*** Opening of Exercise input ***
//! Per-row compositing: bulk copy and SRC-OVER blending.
//!
//! A [`RowOp`] resolves the format conversion function pointers and the
//! raw-copy eligibility once per bulk call, so the per-pixel loops contain no
//! format branching.

use crate::foundation::error::{BlitError, BlitResult};
use crate::foundation::math::mul_div255_u8;
use crate::pixel::format::{PixelFn, PixelFormat};

/// How source rows are combined with destination rows.
#[derive(Clone, Copy, Debug, PartialEq, Eq, serde::Serialize, serde::Deserialize)]
pub enum RowMode {
    /// Source replaces destination.
    Copy,
    /// SRC-OVER alpha compositing in premultiplied space.
    SrcOver,
}

/// SRC-OVER of two canonical premultiplied ARGB32 pixels:
/// `out = src + dst * (255 - src_alpha) / 255` per channel, round half up.
pub fn src_over_argb(src: u32, dst: u32) -> u32 {
    let sa = src >> 24;
    if sa == 0 {
        return dst;
    }
    if sa == 255 {
        return src;
    }
    let inv = (255 - sa) as u16;
    let mut out = 0u32;
    for shift in [24u32, 16, 8, 0] {
        let s = ((src >> shift) & 0xff) as u8;
        let d = mul_div255_u8(((dst >> shift) & 0xff) as u16, inv);
        out |= u32::from(s.saturating_add(d)) << shift;
    }
    out
}

/// A row operation with conversion functions resolved up front.
#[derive(Clone, Copy)]
pub struct RowOp {
    load_src: PixelFn,
    load_dst: PixelFn,
    store: PixelFn,
    raw_copy: bool,
    dst_premultiplied: bool,
    mode: RowMode,
}

impl RowOp {
    /// Resolves the conversion pipeline for one source/destination format
    /// pair. Call once per bulk operation, not per row.
    pub fn resolve(
        src_format: PixelFormat,
        dst_format: PixelFormat,
        mode: RowMode,
    ) -> BlitResult<RowOp> {
        Ok(RowOp {
            load_src: src_format.loader()?,
            load_dst: dst_format.loader()?,
            store: dst_format.storer()?,
            raw_copy: src_format.compatible_with(dst_format),
            dst_premultiplied: dst_format.premultiplied,
            mode,
        })
    }

    /// Blending requires a premultiplied destination; straight-alpha
    /// destinations are rejected rather than silently converted per pixel.
    pub fn require_premul_dst(self) -> BlitResult<RowOp> {
        if self.mode == RowMode::SrcOver && !self.dst_premultiplied {
            return Err(BlitError::incompatible_buffer(
                "SRC-OVER blending requires a premultiplied destination format",
            ));
        }
        Ok(self)
    }

    /// Applies the operation to one row pair. `src` and `dst` must have equal
    /// lengths.
    pub fn run(&self, src: &[u32], dst: &mut [u32]) -> BlitResult<()> {
        if src.len() != dst.len() {
            return Err(BlitError::validation(format!(
                "row lengths must match, got {} and {}",
                src.len(),
                dst.len()
            )));
        }
        match self.mode {
            RowMode::Copy => self.run_copy(src, dst),
            RowMode::SrcOver => self.run_blend(src, dst),
        }
        Ok(())
    }

    fn run_copy(&self, src: &[u32], dst: &mut [u32]) {
        if self.raw_copy {
            dst.copy_from_slice(src);
            return;
        }
        for (d, &s) in dst.iter_mut().zip(src) {
            *d = (self.store)((self.load_src)(s));
        }
    }

    fn run_blend(&self, src: &[u32], dst: &mut [u32]) {
        for (d, &s) in dst.iter_mut().zip(src) {
            let s = (self.load_src)(s);
            let sa = s >> 24;
            // Each source pixel is converted once; the alpha extremes skip
            // the destination load entirely.
            if sa == 0 {
                continue;
            }
            *d = if sa == 255 {
                (self.store)(s)
            } else {
                (self.store)(src_over_argb(s, (self.load_dst)(*d)))
            };
        }
    }
}

#[cfg(test)]
mod tests {
    use super::*;
    use crate::pixel::format::ChannelOrder;

    const PREMUL: PixelFormat = PixelFormat::PREMUL_ARGB;

    #[test]
    fn src_over_transparent_src_keeps_dst() {
        assert_eq!(src_over_argb(0, 0xff11_2233), 0xff11_2233);
    }

    #[test]
    fn src_over_opaque_src_replaces_dst() {
        assert_eq!(src_over_argb(0xffab_cdef, 0xff11_2233), 0xffab_cdef);
    }

    #[test]
    fn src_over_half_alpha_over_white() {
        // Premultiplied half-transparent black over opaque white.
        let out = src_over_argb(0x8000_0000, 0xffff_ffff);
        assert_eq!(out >> 24, 255);
        // White scaled by (255 - 128)/255 = 127/255 -> 127.
        assert_eq!(out & 0xff, 127);
    }

    #[test]
    fn copy_uses_raw_path_for_compatible_formats() {
        let op = RowOp::resolve(PREMUL, PREMUL, RowMode::Copy).unwrap();
        let src = [0x0102_0304u32, 0xffff_ffff];
        let mut dst = [0u32; 2];
        op.run(&src, &mut dst).unwrap();
        assert_eq!(dst, src);
    }

    #[test]
    fn copy_converts_between_formats() {
        let rgba_premul = PixelFormat::new(ChannelOrder::Rgba, true);
        let op = RowOp::resolve(rgba_premul, PREMUL, RowMode::Copy).unwrap();
        let src = [0x1122_33ffu32]; // r=0x11 g=0x22 b=0x33 a=0xff in RGBA
        let mut dst = [0u32; 1];
        op.run(&src, &mut dst).unwrap();
        assert_eq!(dst[0], 0xff11_2233);
    }

    #[test]
    fn opaque_row_blend_equals_copy() {
        let op_blend = RowOp::resolve(PREMUL, PREMUL, RowMode::SrcOver).unwrap();
        let op_copy = RowOp::resolve(PREMUL, PREMUL, RowMode::Copy).unwrap();
        let src = [0xff01_0203u32, 0xffaa_bbcc, 0xffff_ffff];
        let mut a = [0x1234_5678u32; 3];
        let mut b = [0x1234_5678u32; 3];
        op_blend.run(&src, &mut a).unwrap();
        op_copy.run(&src, &mut b).unwrap();
        assert_eq!(a, b);
    }

    #[test]
    fn blend_skips_transparent_pixels() {
        let op = RowOp::resolve(PREMUL, PREMUL, RowMode::SrcOver).unwrap();
        let src = [0u32, 0xff00_00ff];
        let mut dst = [0xffff_ffffu32; 2];
        op.run(&src, &mut dst).unwrap();
        assert_eq!(dst[0], 0xffff_ffff);
        assert_eq!(dst[1], 0xff00_00ff);
    }

    #[test]
    fn blend_handles_mixed_opacity_rows() {
        // Straight-alpha source so the per-pixel conversion feeds the blend.
        let op = RowOp::resolve(PixelFormat::STRAIGHT_ARGB, PREMUL, RowMode::SrcOver).unwrap();
        let src = [0x0012_3456u32, 0xffab_cdef, 0x8000_0000];
        let mut dst = [0xffff_ffffu32; 3];
        op.run(&src, &mut dst).unwrap();
        // Transparent leaves the destination, opaque replaces it.
        assert_eq!(dst[0], 0xffff_ffff);
        assert_eq!(dst[1], 0xffab_cdef);
        // Half-transparent black over white: 128 + 255 * 127/255 = 255 alpha,
        // color 127.
        assert_eq!(dst[2], 0xff7f_7f7f);
    }

    #[test]
    fn mismatched_lengths_are_rejected() {
        let op = RowOp::resolve(PREMUL, PREMUL, RowMode::Copy).unwrap();
        let src = [0u32; 2];
        let mut dst = [0u32; 3];
        assert!(matches!(
            op.run(&src, &mut dst),
            Err(BlitError::Validation(_))
        ));
    }

    #[test]
    fn straight_destination_rejected_for_blending() {
        let op = RowOp::resolve(PREMUL, PixelFormat::STRAIGHT_ARGB, RowMode::SrcOver).unwrap();
        assert!(matches!(
            op.require_premul_dst(),
            Err(BlitError::IncompatibleBuffer(_))
        ));
        let op = RowOp::resolve(PREMUL, PREMUL, RowMode::SrcOver).unwrap();
        assert!(op.require_premul_dst().is_ok());
    }
}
*** Close of Exercise input ***
Activity
Whenever a line of the listing above holds the word "PixelFormat", copy that line.

Final answer
use crate::pixel::format::{PixelFn, PixelFormat};
        src_format: PixelFormat,
        dst_format: PixelFormat,
    const PREMUL: PixelFormat = PixelFormat::PREMUL_ARGB;
        let rgba_premul = PixelFormat::new(ChannelOrder::Rgba, true);
        let op = RowOp::resolve(PixelFormat::STRAIGHT_ARGB, PREMUL, RowMode::SrcOver).unwrap();
        let op = RowOp::resolve(PREMUL, PixelFormat::STRAIGHT_ARGB, RowMode::SrcOver).unwrap();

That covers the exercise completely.